En önemli hedeflerden birisi de kalp…

Tabii ki fiziksel kalple bağlantılı, ama ben burada onu demiyorum, insan enerji alanındaki kalp enerji noktasından söz ediyorum. Doğu geleneklerinde “Kalp Çakrası” veya “ışık tekerleği” dedikleri şey. Malum, sevgi deyince birini çekici bulmak veya çocuklarımıza olan sevgi akla gelir, oysa “Cevap” adlı kitabımda da belirtmiş olduğum üzere bu çok farklı bir şey.
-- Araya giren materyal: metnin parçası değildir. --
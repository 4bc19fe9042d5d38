//! Collection mirrored from another process

use super::{apply_object_event, Collection, IndexHooks, InboundCollection, NoIndex, Reconciled};
use crate::event::{FieldMask, ObjectEvent, ObjectId};
use crate::view::MemoryView;
use std::collections::{BTreeMap, HashSet};

type Factory<T> = Box<dyn FnMut(ObjectId) -> T + Send>;

/// Objects spawned and destroyed by inbound change events
pub struct RemoteCollection<T, H = NoIndex> {
    collection_id: u32,
    objects: BTreeMap<ObjectId, T>,
    inbound_fields: FieldMask,
    indexed_fields: FieldMask,
    create: Factory<T>,
    hooks: H,
}

impl<T: Reconciled> RemoteCollection<T, NoIndex> {
    /// Create a new mirror that accepts `inbound_fields` and builds objects with `create`
    pub fn new(
        collection_id: u32,
        inbound_fields: FieldMask,
        create: impl FnMut(ObjectId) -> T + Send + 'static,
    ) -> Self {
        Self::with_hooks(collection_id, inbound_fields, FieldMask::EMPTY, create, NoIndex)
    }
}

impl<T: Reconciled, H: IndexHooks<T>> RemoteCollection<T, H> {
    pub fn with_hooks(
        collection_id: u32,
        inbound_fields: FieldMask,
        indexed_fields: FieldMask,
        create: impl FnMut(ObjectId) -> T + Send + 'static,
        hooks: H,
    ) -> Self {
        Self {
            collection_id,
            objects: BTreeMap::new(),
            inbound_fields,
            indexed_fields,
            create: Box::new(create),
            hooks,
        }
    }

    pub fn hooks(&self) -> &H {
        &self.hooks
    }

    pub fn inbound_fields(&self) -> FieldMask {
        self.inbound_fields
    }

    /// Spawn an object through the factory and apply its fields.
    ///
    /// A create for an id already present is applied as an update.
    pub fn process_create(&mut self, id: ObjectId, fields: FieldMask, data: MemoryView<'_>) -> bool {
        if self.objects.contains_key(&id) {
            return self.process_update(id, fields, data);
        }
        let mut object = (self.create)(id);
        let accept = fields & self.inbound_fields;
        if !accept.is_empty() {
            object.apply(fields, accept, data);
        }
        self.hooks.on_insert(id, &object);
        self.objects.insert(id, object);
        true
    }

    /// Apply inbound fields to an existing object.
    ///
    /// Ignored when none of `fields` are inbound or the object is unknown.
    pub fn process_update(&mut self, id: ObjectId, fields: FieldMask, data: MemoryView<'_>) -> bool {
        let accept = fields & self.inbound_fields;
        if accept.is_empty() {
            return false;
        }
        let Some(object) = self.objects.get_mut(&id) else {
            tracing::trace!(collection = self.collection_id, object = %id, "update for unknown object");
            return false;
        };
        object.apply(fields, accept, data);
        if accept.intersects(self.indexed_fields) {
            self.hooks.on_update(id, object, accept & self.indexed_fields);
        }
        true
    }

    /// Update if present, create otherwise
    pub fn process_upsert(&mut self, id: ObjectId, fields: FieldMask, data: MemoryView<'_>) -> bool {
        if self.objects.contains_key(&id) {
            self.process_update(id, fields, data)
        } else {
            self.process_create(id, fields, data)
        }
    }

    /// Remove an object. Returns false if it was unknown.
    pub fn process_delete(&mut self, id: ObjectId) -> bool {
        let Some(object) = self.objects.get_mut(&id) else {
            return false;
        };
        self.hooks.on_remove(id, object);
        object.removed();
        self.objects.remove(&id);
        true
    }

    /// Remove every object whose id is missing from `authoritative`
    pub fn process_full_reconcile(&mut self, authoritative: &HashSet<ObjectId>) -> usize {
        let stale: Vec<ObjectId> = self
            .objects
            .keys()
            .filter(|id| !authoritative.contains(id))
            .copied()
            .collect();
        for id in &stale {
            self.process_delete(*id);
        }
        if !stale.is_empty() {
            tracing::debug!(collection = self.collection_id, removed = stale.len(), "full reconcile");
        }
        stale.len()
    }

    /// Remove every object
    pub fn process_shutdown(&mut self) -> usize {
        let ids: Vec<ObjectId> = self.objects.keys().copied().collect();
        for id in &ids {
            self.process_delete(*id);
        }
        tracing::info!(collection = self.collection_id, removed = ids.len(), "peer shut down");
        ids.len()
    }

    pub fn iter(&self) -> impl Iterator<Item = (ObjectId, &T)> {
        self.objects.iter().map(|(id, o)| (*id, o))
    }
}

impl<T: Reconciled, H: IndexHooks<T>> Collection<T> for RemoteCollection<T, H> {
    fn collection_id(&self) -> u32 {
        self.collection_id
    }

    fn len(&self) -> usize {
        self.objects.len()
    }

    fn get(&self, id: ObjectId) -> Option<&T> {
        self.objects.get(&id)
    }

    fn ids(&self) -> Vec<ObjectId> {
        self.objects.keys().copied().collect()
    }
}

impl<T: Reconciled, H: IndexHooks<T>> InboundCollection for RemoteCollection<T, H> {
    fn collection_id(&self) -> u32 {
        self.collection_id
    }

    fn apply_event(&mut self, event: &ObjectEvent<'_>) -> bool {
        apply_object_event(self, event)
    }

    fn process_full_reconcile(&mut self, authoritative: &HashSet<ObjectId>) -> usize {
        RemoteCollection::process_full_reconcile(self, authoritative)
    }

    fn process_shutdown(&mut self) -> usize {
        RemoteCollection::process_shutdown(self)
    }
}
Sonsuz sevgi, “çocuklarım için en iyisini istiyorum” demez, tabii ki hepimiz isteriz, ama burada gerçek anlamda sevgi, “Herkes için en iyisini istiyorum” der.

Kalbinizi açtığınız zaman o sevgi, insanların algıladığı türden bir sevgi değildir. Bu sevgi sizi sonsuzluğa açar! Sizin Yaratan ile bağlantınızdır. Kalp bağlantısı yoluyla müthiş bir önseziye, “biliş”e sahip olursunuz. İnsanın önsezisel bilişi olduğu zaman eli nereye gider? Kalbine. “Biliyorum, neden ve nasıl oluyor bilmiyorum, ama biliyorum işte!” dersiniz. Bu kalp bilir çünkü “bilen”le bağlantıdadır.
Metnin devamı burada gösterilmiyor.